New vehicle sales in the U.S. rose 5.1% from January to March as buyers remained in the market despite high interest rates. But EV sales growth slowed during the first three months of the year, with mainstream buyers wary of limited range and lack of charging stations.
Automakers, most of which reported U.S. sales data on Tuesday, sold nearly 3.8 million vehicles in the first quarter compared with a year ago, for an annual rate of 15.4 million sales.
With inventory on dealer lots growing toward pre-pandemic levels, auto companies have been forced to reduce prices. J.D. Power said the average selling price for March was $44,186, down 3.6% from a year ago and the largest decline on record for the month of March.
The company said March auto rebates were two-thirds higher than a year ago, about $2,800. This includes increased availability of leases. J.D. Power expects leases to account for nearly a quarter of retail sales last month, up from 19.6% in March last year.
EV sales grew just 3.3% to nearly 270,000 during the quarter, well below the 47% growth that fueled record sales and 7.6% market share last year. The slowdown, led by Tesla, confirms automakers’ fears that they have moved too quickly to pursue electric vehicle buyers. The share of electric vehicles in total U.S. sales fell to 7.15% in the first quarter.

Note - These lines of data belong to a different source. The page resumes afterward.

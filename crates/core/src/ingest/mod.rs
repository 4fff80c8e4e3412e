//! Parallel ingestion of image files into [`Picture`]s.
//!
//! Each file is extracted on its own blocking task, bounded by the shared
//! [`WorkerPool`]. [`Ingestor::ingest`] only returns once every file has been
//! attempted; unreadable files are logged and left out of the result.
//!
//! With [`Ingestor::ingest_with`], each picture is also matched against an
//! [`ExternalMetadataSource`](crate::ExternalMetadataSource) before its
//! description is rendered.

use crate::external::ExternalHandle;
use crate::picture::Picture;
use crate::pool::WorkerPool;
use crate::template::DescriptionTemplate;
use pixport_metadata::ExtractorHandle;
use pixport_session::User;
use std::collections::HashSet;
use std::path::{Path, PathBuf};
use std::sync::Arc;
use tokio::task::JoinSet;
use tracing::instrument;

#[derive(Clone)]
pub struct Ingestor {
    pool: WorkerPool,
    extractor: ExtractorHandle,
}

impl Ingestor {
    pub fn new(pool: WorkerPool, extractor: ExtractorHandle) -> Self {
        Self { pool, extractor }
    }

    /// Extracts and renders every file, returning one picture per readable
    /// file in input order. Duplicate paths are attempted once.
    pub async fn ingest<P: AsRef<Path>>(
        &self,
        files: impl IntoIterator<Item = P>,
        template: &Arc<DescriptionTemplate>,
        user: &User,
    ) -> Vec<Arc<Picture>> {
        self.ingest_with(files, template, user, None).await
    }

    /// Like [`ingest`](Self::ingest), attaching each picture's row from
    /// `external` (if any) before rendering its description.
    #[instrument(skip_all, fields(template = %template.name(), user = %user.login, external = external.is_some()))]
    pub async fn ingest_with<P: AsRef<Path>>(
        &self,
        files: impl IntoIterator<Item = P>,
        template: &Arc<DescriptionTemplate>,
        user: &User,
        external: Option<ExternalHandle>,
    ) -> Vec<Arc<Picture>> {
        let files = normalize(files);
        if files.is_empty() {
            return Vec::new();
        }
        let requested = files.len();
        tracing::debug!(files = requested, workers = self.pool.size(), "Ingesting files");

        let mut tasks = JoinSet::new();
        for (index, path) in files.into_iter().enumerate() {
            let pool = self.pool.clone();
            let extractor = Arc::clone(&self.extractor);
            let template = Arc::clone(template);
            let external = external.clone();
            let user = user.clone();
            tasks.spawn(async move { (index, read_picture(pool, extractor, path, template, external, &user).await) });
        }

        // The join set is the barrier: nothing is returned until every file
        // has either produced a picture or been skipped.
        let mut pictures = Vec::with_capacity(requested);
        while let Some(joined) = tasks.join_next().await {
            match joined {
                Ok((index, Some(picture))) => pictures.push((index, picture)),
                Ok((_, None)) => {},
                Err(e) => tracing::warn!(error = %e, "Ingestion task panicked"),
            }
        }
        pictures.sort_by_key(|(index, _)| *index);
        tracing::info!(requested, ingested = pictures.len(), "Ingestion complete");
        pictures.into_iter().map(|(_, picture)| picture).collect()
    }
}

async fn read_picture(
    pool: WorkerPool,
    extractor: ExtractorHandle,
    path: PathBuf,
    template: Arc<DescriptionTemplate>,
    external: Option<ExternalHandle>,
    user: &User,
) -> Option<Arc<Picture>> {
    let Some(_permit) = pool.acquire().await else {
        tracing::warn!(path = %path.display(), "Worker pool closed; skipping file");
        return None;
    };
    let extracted = {
        let path = path.clone();
        tokio::task::spawn_blocking(move || extractor.extract(&path)).await
    };
    let extracted = match extracted {
        Ok(Ok(extracted)) => extracted,
        Ok(Err(e)) => {
            tracing::warn!(path = %path.display(), error = %e, "Can't read image metadata; skipping file");
            return None;
        },
        Err(e) => {
            tracing::warn!(path = %path.display(), error = %e, "Metadata extraction panicked; skipping file");
            return None;
        },
    };
    let mut picture = Picture::new(path, template, extracted);
    if let Some(source) = external {
        let row = source.lookup(picture.file_name(), picture.metadata(), user);
        picture = picture.with_external(row);
    }
    if let Err(e) = picture.render(user) {
        tracing::warn!(path = %picture.path().display(), error = %e, "Can't render description; keeping picture");
    }
    Some(Arc::new(picture))
}

/// Absolute, de-duplicated paths in first-seen order. Paths that can't be
/// made absolute are logged and dropped.
pub(crate) fn normalize<P: AsRef<Path>>(files: impl IntoIterator<Item = P>) -> Vec<PathBuf> {
    let mut seen = HashSet::new();
    files
        .into_iter()
        .filter_map(|file| match std::path::absolute(file.as_ref()) {
            Ok(path) => Some(path),
            Err(e) => {
                tracing::warn!(path = %file.as_ref().display(), error = %e, "Can't resolve path; skipping file");
                None
            },
        })
        .filter(|path| seen.insert(path.clone()))
        .collect()
}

Nearly all early adopters and people concerned about the impact of internal combustion engines on the planet have bought electric vehicles, and now automakers are facing more skeptical mainstream buyers, said Ivan Drury, director of insights at Edmunds.
“This is where all the headwinds that we saw in the survey data come into play,” Drury said. “Those real-world concerns about charging infrastructure, battery life, insurance costs.”

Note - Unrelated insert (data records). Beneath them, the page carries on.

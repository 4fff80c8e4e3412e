use crate::events::{Event, Notifier};
use crate::picture::{Picture, PictureState};
use crate::pool::WorkerPool;
use crate::upload::registry::Registration;
use pixport_session::error::{ErrorKind as SessionErrorKind, Result as SessionResult};
use pixport_session::{Progress, Session, SessionHandle, UploadItem};
use std::sync::Arc;
use tokio::sync::Mutex;
use tracing::instrument;

#[derive(Debug, Clone, Copy, PartialEq, Eq)]
pub(crate) enum Outcome {
    Uploaded,
    Failed,
    Cancelled,
}

/// Uploads one picture through the session captured at submission.
///
/// Errors never escape: they end up in the picture's state and a
/// [`TransferFailed`](Event::TransferFailed) event. Once
/// [`TransferStarting`](Event::TransferStarting) has been sent, exactly one of
/// `TransferDone` or `TransferFailed` follows, cancellation included.
pub(crate) struct UploadTask {
    pub(crate) picture: Arc<Picture>,
    pub(crate) session: SessionHandle,
    /// Shared by every task of a batch so that only one of them logs in.
    pub(crate) login: Arc<Mutex<()>>,
    pub(crate) registration: Registration,
    pub(crate) pool: WorkerPool,
    pub(crate) notifier: Notifier,
    pub(crate) summary: Arc<str>,
}

impl UploadTask {
    #[instrument(skip_all, fields(path = %self.picture.path().display()))]
    pub(crate) async fn run(self) -> Outcome {
        let handle = self.registration.handle();
        let _permit = tokio::select! {
            biased;
            _ = handle.cancelled() => {
                tracing::debug!("Upload cancelled before it started");
                return Outcome::Cancelled;
            },
            permit = self.pool.acquire() => match permit {
                Some(permit) => permit,
                None => {
                    tracing::warn!("Worker pool closed; upload not started");
                    return Outcome::Cancelled;
                },
            },
        };
        if !handle.start() {
            tracing::debug!("Upload cancelled before it started");
            return Outcome::Cancelled;
        }

        // A retry of a failed picture starts over from pending.
        self.picture.set_state(PictureState::Pending);
        let progress = Arc::new(Progress::new());
        self.notifier.notify(Event::TransferStarting(Arc::clone(&self.picture), Arc::clone(&progress)));
        let item = self.picture.upload_item(&self.summary);
        tracing::debug!("Uploading");

        let result = tokio::select! {
            biased;
            _ = handle.cancelled() => return self.cancelled_transfer(),
            result = upload_with_relogin(self.session.as_ref(), &self.login, &item, &progress) => result,
        };
        // Lost the race against a cancellation: the result is discarded.
        if !handle.commit() {
            return self.cancelled_transfer();
        }

        match result {
            Ok(()) => {
                self.picture.set_state(PictureState::UploadedSuccessfully);
                tracing::debug!("Uploaded");
                self.notifier.notify(Event::TransferDone(Arc::clone(&self.picture)));
                Outcome::Uploaded
            },
            Err(e) => {
                tracing::warn!(error = ?e, "Upload failed");
                self.picture.set_state(PictureState::FailedUpload);
                self.notifier.notify(Event::TransferFailed(Arc::clone(&self.picture), Arc::new(e)));
                Outcome::Failed
            },
        }
    }

    /// Closes a started transfer that was cancelled. The picture keeps the
    /// state it had before the transfer.
    fn cancelled_transfer(&self) -> Outcome {
        tracing::debug!("Upload cancelled while transferring");
        let error = exn::Exn::from(SessionErrorKind::Cancelled);
        self.notifier.notify(Event::TransferFailed(Arc::clone(&self.picture), Arc::new(error)));
        Outcome::Cancelled
    }
}

/// Logs `session` in unless it already is. Tasks queue on `gate`, so a batch
/// starting on a fresh session logs in once rather than once per worker.
async fn ensure_logged_in(session: &dyn Session, gate: &Mutex<()>) -> SessionResult<()> {
    if session.is_logged_in() {
        return Ok(());
    }
    let _gate = gate.lock().await;
    if session.is_logged_in() {
        return Ok(());
    }
    tracing::debug!(site = %session.site().key, "Logging in");
    session.login().await
}

/// Uploads `item`, logging in first if the session isn't authenticated. If
/// the site still answers `NotLoggedIn` (an expired session) and this call
/// hasn't logged in yet, it logs in and retries once. At most one login and
/// one retry per call.
pub(crate) async fn upload_with_relogin(
    session: &dyn Session,
    gate: &Mutex<()>,
    item: &UploadItem,
    progress: &Progress,
) -> SessionResult<()> {
    let fresh = !session.is_logged_in();
    if fresh {
        ensure_logged_in(session, gate).await?;
    }
    match session.upload_item(item, progress).await {
        Err(e) if !fresh && matches!(&*e, SessionErrorKind::NotLoggedIn(_)) => {
            tracing::debug!(site = %session.site().key, "Session expired; logging in and retrying");
            session.login().await?;
            session.upload_item(item, progress).await
        },
        result => result,
    }
}

#[cfg(test)]
mod tests {
    use super::*;
    use pixport_session::{MockSession, Site, User};

    fn site() -> Site {
        Site {
            key: "test".to_string(),
            name: "Test".to_string(),
            url: "https://example.org/api".to_string(),
            user: User::new("alice", "secret", "Alice"),
        }
    }

    fn item() -> UploadItem {
        UploadItem {
            path: "/photos/a.jpg".into(),
            file_name: "a.jpg".to_string(),
            description: String::new(),
            summary: String::new(),
        }
    }

    #[tokio::test]
    async fn test_logs_in_before_first_upload() {
        let session = MockSession::new(site());
        upload_with_relogin(&session, &Mutex::new(()), &item(), &Progress::new()).await.unwrap();
        assert_eq!(session.login_count(), 1);
        assert_eq!(session.upload_attempts(), 1);
        assert_eq!(session.uploaded(), ["a.jpg"]);
    }

    #[tokio::test]
    async fn test_no_login_when_authenticated() {
        let session = MockSession::new(site()).logged_in();
        upload_with_relogin(&session, &Mutex::new(()), &item(), &Progress::new()).await.unwrap();
        assert_eq!(session.login_count(), 0);
        assert_eq!(session.upload_attempts(), 1);
    }

    #[tokio::test]
    async fn test_expired_session_is_retried_once() {
        let session = MockSession::new(site()).expired();
        upload_with_relogin(&session, &Mutex::new(()), &item(), &Progress::new()).await.unwrap();
        assert_eq!(session.login_count(), 1);
        assert_eq!(session.upload_attempts(), 2);
        assert_eq!(session.uploaded(), ["a.jpg"]);
    }

    #[tokio::test]
    async fn test_rejected_login_is_final() {
        let session = MockSession::new(site()).rejecting_login();
        let err = upload_with_relogin(&session, &Mutex::new(()), &item(), &Progress::new()).await.unwrap_err();
        assert!(matches!(&*err, SessionErrorKind::NotLoggedIn(_)));
        assert_eq!(session.login_count(), 1);
        assert_eq!(session.upload_attempts(), 0);
    }

    #[tokio::test]
    async fn test_other_errors_are_not_retried() {
        let session = MockSession::new(site()).logged_in().failing_upload("a.jpg");
        let err = upload_with_relogin(&session, &Mutex::new(()), &item(), &Progress::new()).await.unwrap_err();
        assert_eq!(*err, SessionErrorKind::FailedUpload);
        assert_eq!(session.upload_attempts(), 1);
    }

    #[tokio::test(flavor = "multi_thread", worker_threads = 4)]
    async fn test_concurrent_uploads_log_in_once() {
        let session = Arc::new(MockSession::new(site()));
        let gate = Arc::new(Mutex::new(()));
        let uploads: Vec<_> = (0..4)
            .map(|_| {
                let session = Arc::clone(&session);
                let gate = Arc::clone(&gate);
                tokio::spawn(async move { upload_with_relogin(session.as_ref(), &gate, &item(), &Progress::new()).await })
            })
            .collect();
        for upload in uploads {
            upload.await.unwrap().unwrap();
        }
        assert_eq!(session.login_count(), 1);
        assert_eq!(session.upload_attempts(), 4);
    }
}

Jonathan Smoke, chief economist at Cox Automotive, warned that it appears the industry has already reached peak spring sales as buyers expect the Federal Reserve to cut interest rates later in the year.
“Interest rates are still near 24-year highs, and consumers simply lack the urgency to buy, with the expectation that rates will be lower by the end of the year,” he wrote in a report from market. Auto interest rates still average around 7% per year.
Drury said more affordable vehicles sell faster than more expensive ones. Sales of many large, expensive SUVs fell during the quarter as companies faced more frugal shoppers.
“Small sales, whether it’s size or sales price,” Drury said.
For example, General Motors’ Chevrolet brand sold 37,588 Trax small SUVs in the quarter, more than five times more than a year ago. By itself, the Trax, which starts at about $21,500, has outsold the entire Cadillac brand.
Most automakers reported strong year-over-year sales increases from January to March, but General Motors, Stellantis, Kia and Tesla all reported declines.
GM, the best-selling automaker in the United States, reported that sales fell 1.5% in the quarter, while Stellantis sales fell nearly 10%. Kia sales fell 2.5%. All three companies reported strong sales in the first quarter a year ago.
Toyota reported a strong sales increase of 20% for the quarter and said combined sales of its hybrid and electric vehicles rose 36%. Honda said its sales rose 17 percent, while Nissan and Subaru both posted a 7 percent increase. Hyundai recorded an increase of just 0.2%.
Tesla’s global sales fell nearly 9%, which the company attributed to factory changes to build an updated Model 3, shipment delays in the Red Sea and an attack that knocked out electricity at its factory in Germany. Motorintelligence.com estimated that Tesla’s U.S. sales fell more than 13% in the first quarter.